▸ Aim of the task
Output each line of the data word for word, from the first through the line that holds "candidates (including improvements).", and leave off whatever follows.

▸ Record set
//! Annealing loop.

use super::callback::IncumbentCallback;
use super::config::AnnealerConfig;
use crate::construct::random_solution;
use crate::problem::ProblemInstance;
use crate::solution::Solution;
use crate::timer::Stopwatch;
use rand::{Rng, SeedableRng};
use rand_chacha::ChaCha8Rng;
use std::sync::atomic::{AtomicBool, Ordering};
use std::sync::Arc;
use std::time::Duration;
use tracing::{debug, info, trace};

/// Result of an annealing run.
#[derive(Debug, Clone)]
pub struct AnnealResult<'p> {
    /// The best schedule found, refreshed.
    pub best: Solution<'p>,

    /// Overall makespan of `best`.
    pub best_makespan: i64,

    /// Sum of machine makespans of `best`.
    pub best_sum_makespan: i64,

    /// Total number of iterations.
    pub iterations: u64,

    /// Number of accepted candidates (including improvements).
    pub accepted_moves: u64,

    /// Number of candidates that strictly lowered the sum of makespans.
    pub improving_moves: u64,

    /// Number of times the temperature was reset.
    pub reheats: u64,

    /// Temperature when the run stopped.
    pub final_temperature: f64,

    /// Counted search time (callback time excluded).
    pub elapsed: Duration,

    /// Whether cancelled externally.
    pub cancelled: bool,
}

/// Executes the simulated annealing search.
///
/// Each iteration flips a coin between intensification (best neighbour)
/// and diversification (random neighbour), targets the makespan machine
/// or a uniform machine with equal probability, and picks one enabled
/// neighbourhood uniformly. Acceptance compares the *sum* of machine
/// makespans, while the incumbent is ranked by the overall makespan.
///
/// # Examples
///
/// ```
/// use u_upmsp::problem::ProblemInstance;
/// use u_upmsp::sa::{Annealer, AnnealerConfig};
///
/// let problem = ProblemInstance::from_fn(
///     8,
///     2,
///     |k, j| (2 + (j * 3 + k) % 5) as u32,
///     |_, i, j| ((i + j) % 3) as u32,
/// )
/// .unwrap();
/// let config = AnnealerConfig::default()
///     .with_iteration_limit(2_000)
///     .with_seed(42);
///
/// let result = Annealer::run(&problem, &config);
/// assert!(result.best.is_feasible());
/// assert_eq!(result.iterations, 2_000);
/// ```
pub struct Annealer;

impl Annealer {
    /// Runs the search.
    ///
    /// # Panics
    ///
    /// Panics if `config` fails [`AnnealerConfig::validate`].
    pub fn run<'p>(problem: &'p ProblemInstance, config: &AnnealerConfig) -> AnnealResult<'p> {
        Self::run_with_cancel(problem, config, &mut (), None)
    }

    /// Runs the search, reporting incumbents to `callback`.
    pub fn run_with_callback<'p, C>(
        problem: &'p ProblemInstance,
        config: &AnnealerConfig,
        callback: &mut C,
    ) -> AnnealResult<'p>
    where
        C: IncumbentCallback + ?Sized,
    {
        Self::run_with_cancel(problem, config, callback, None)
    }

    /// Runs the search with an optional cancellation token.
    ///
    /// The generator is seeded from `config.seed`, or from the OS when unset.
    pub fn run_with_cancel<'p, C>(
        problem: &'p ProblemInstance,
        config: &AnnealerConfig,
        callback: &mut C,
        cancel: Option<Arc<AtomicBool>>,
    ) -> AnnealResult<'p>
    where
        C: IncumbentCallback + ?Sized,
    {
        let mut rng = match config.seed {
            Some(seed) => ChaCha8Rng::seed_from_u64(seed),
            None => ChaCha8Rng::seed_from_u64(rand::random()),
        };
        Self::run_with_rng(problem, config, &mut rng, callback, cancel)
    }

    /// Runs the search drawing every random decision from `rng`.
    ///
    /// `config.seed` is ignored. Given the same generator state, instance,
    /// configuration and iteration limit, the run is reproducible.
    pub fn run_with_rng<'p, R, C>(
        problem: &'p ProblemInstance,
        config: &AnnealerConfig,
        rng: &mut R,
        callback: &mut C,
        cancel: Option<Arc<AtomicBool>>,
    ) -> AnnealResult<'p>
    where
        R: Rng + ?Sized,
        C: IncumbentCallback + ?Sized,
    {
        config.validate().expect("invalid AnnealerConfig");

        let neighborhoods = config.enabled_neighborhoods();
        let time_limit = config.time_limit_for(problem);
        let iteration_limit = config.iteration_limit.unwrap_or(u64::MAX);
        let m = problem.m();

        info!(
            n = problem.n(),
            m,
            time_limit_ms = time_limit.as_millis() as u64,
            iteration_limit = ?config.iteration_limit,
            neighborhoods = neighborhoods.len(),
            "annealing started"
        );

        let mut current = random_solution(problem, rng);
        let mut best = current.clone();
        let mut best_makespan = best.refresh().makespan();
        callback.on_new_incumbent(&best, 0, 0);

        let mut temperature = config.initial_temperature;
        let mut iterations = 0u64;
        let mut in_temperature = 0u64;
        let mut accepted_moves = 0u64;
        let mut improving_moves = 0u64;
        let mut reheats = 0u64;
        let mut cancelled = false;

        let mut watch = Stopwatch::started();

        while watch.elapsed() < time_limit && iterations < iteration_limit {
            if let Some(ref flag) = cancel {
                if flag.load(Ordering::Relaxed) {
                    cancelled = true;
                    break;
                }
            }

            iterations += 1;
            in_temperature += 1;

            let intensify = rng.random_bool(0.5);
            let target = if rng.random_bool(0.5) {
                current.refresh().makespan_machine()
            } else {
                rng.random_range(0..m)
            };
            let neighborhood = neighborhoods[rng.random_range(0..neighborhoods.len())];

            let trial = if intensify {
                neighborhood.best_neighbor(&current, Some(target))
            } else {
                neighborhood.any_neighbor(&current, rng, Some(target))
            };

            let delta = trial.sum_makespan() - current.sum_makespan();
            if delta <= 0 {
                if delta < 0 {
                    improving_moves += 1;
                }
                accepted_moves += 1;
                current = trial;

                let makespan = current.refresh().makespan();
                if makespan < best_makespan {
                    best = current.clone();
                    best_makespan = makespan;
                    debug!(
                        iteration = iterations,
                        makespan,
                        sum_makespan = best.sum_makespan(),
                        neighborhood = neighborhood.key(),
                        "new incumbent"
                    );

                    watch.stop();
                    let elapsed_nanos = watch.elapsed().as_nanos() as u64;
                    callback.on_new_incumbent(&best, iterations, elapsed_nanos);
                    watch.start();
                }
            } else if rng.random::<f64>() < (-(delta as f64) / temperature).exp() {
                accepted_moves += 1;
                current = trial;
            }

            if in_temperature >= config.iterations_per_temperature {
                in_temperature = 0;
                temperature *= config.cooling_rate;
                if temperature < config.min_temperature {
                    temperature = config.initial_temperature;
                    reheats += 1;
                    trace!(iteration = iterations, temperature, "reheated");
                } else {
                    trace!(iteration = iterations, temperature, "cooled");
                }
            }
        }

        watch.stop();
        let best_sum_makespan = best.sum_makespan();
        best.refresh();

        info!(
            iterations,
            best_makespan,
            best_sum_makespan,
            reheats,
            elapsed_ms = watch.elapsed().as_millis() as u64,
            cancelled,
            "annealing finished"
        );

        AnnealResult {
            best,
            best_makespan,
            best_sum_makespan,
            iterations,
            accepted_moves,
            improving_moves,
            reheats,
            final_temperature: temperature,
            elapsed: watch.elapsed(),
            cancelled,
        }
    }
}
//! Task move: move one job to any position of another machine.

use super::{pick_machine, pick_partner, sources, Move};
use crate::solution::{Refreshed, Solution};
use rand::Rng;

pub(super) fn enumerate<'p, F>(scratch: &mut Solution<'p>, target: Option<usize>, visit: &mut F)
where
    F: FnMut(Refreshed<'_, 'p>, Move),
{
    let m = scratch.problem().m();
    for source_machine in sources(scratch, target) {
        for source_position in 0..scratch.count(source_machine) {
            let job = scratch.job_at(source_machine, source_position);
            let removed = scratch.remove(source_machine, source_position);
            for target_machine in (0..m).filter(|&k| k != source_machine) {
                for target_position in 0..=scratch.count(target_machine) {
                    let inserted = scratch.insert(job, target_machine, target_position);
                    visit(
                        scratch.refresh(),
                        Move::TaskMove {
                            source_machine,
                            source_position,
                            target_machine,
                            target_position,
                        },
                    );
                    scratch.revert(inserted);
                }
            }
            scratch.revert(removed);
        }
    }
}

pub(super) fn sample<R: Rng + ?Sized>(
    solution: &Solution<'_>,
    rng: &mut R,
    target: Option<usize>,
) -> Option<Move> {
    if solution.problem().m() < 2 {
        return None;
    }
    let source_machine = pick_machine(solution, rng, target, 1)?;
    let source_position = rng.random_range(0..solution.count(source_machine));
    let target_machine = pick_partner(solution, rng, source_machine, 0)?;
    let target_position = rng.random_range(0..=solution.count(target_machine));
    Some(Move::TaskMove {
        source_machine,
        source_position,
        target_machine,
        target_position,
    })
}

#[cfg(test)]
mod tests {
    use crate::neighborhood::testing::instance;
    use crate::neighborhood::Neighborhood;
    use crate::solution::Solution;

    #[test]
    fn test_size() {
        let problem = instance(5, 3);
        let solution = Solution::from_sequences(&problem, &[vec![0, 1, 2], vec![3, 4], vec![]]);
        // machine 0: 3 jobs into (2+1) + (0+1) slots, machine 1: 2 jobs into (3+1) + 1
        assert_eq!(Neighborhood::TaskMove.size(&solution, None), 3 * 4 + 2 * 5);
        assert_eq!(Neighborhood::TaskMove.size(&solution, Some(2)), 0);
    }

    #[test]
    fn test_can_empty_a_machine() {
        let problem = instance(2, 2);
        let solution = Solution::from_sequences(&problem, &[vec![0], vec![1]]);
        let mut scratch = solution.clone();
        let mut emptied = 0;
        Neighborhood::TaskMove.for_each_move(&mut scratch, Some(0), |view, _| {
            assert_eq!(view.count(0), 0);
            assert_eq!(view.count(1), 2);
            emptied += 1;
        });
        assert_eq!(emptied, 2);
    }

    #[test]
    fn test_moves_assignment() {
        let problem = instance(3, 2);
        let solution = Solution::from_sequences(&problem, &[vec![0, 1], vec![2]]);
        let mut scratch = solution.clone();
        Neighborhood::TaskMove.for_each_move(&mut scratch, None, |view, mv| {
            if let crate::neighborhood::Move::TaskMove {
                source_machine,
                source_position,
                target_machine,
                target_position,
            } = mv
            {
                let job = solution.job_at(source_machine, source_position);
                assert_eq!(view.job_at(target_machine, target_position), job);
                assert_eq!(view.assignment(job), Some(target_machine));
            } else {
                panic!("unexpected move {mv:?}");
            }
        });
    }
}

▸ Result of the task
//! Annealing loop.

use super::callback::IncumbentCallback;
use super::config::AnnealerConfig;
use crate::construct::random_solution;
use crate::problem::ProblemInstance;
use crate::solution::Solution;
use crate::timer::Stopwatch;
use rand::{Rng, SeedableRng};
use rand_chacha::ChaCha8Rng;
use std::sync::atomic::{AtomicBool, Ordering};
use std::sync::Arc;
use std::time::Duration;
use tracing::{debug, info, trace};

/// Result of an annealing run.
#[derive(Debug, Clone)]
pub struct AnnealResult<'p> {
    /// The best schedule found, refreshed.
    pub best: Solution<'p>,

    /// Overall makespan of `best`.
    pub best_makespan: i64,

    /// Sum of machine makespans of `best`.
    pub best_sum_makespan: i64,

    /// Total number of iterations.
    pub iterations: u64,

    /// Number of accepted candidates (including improvements).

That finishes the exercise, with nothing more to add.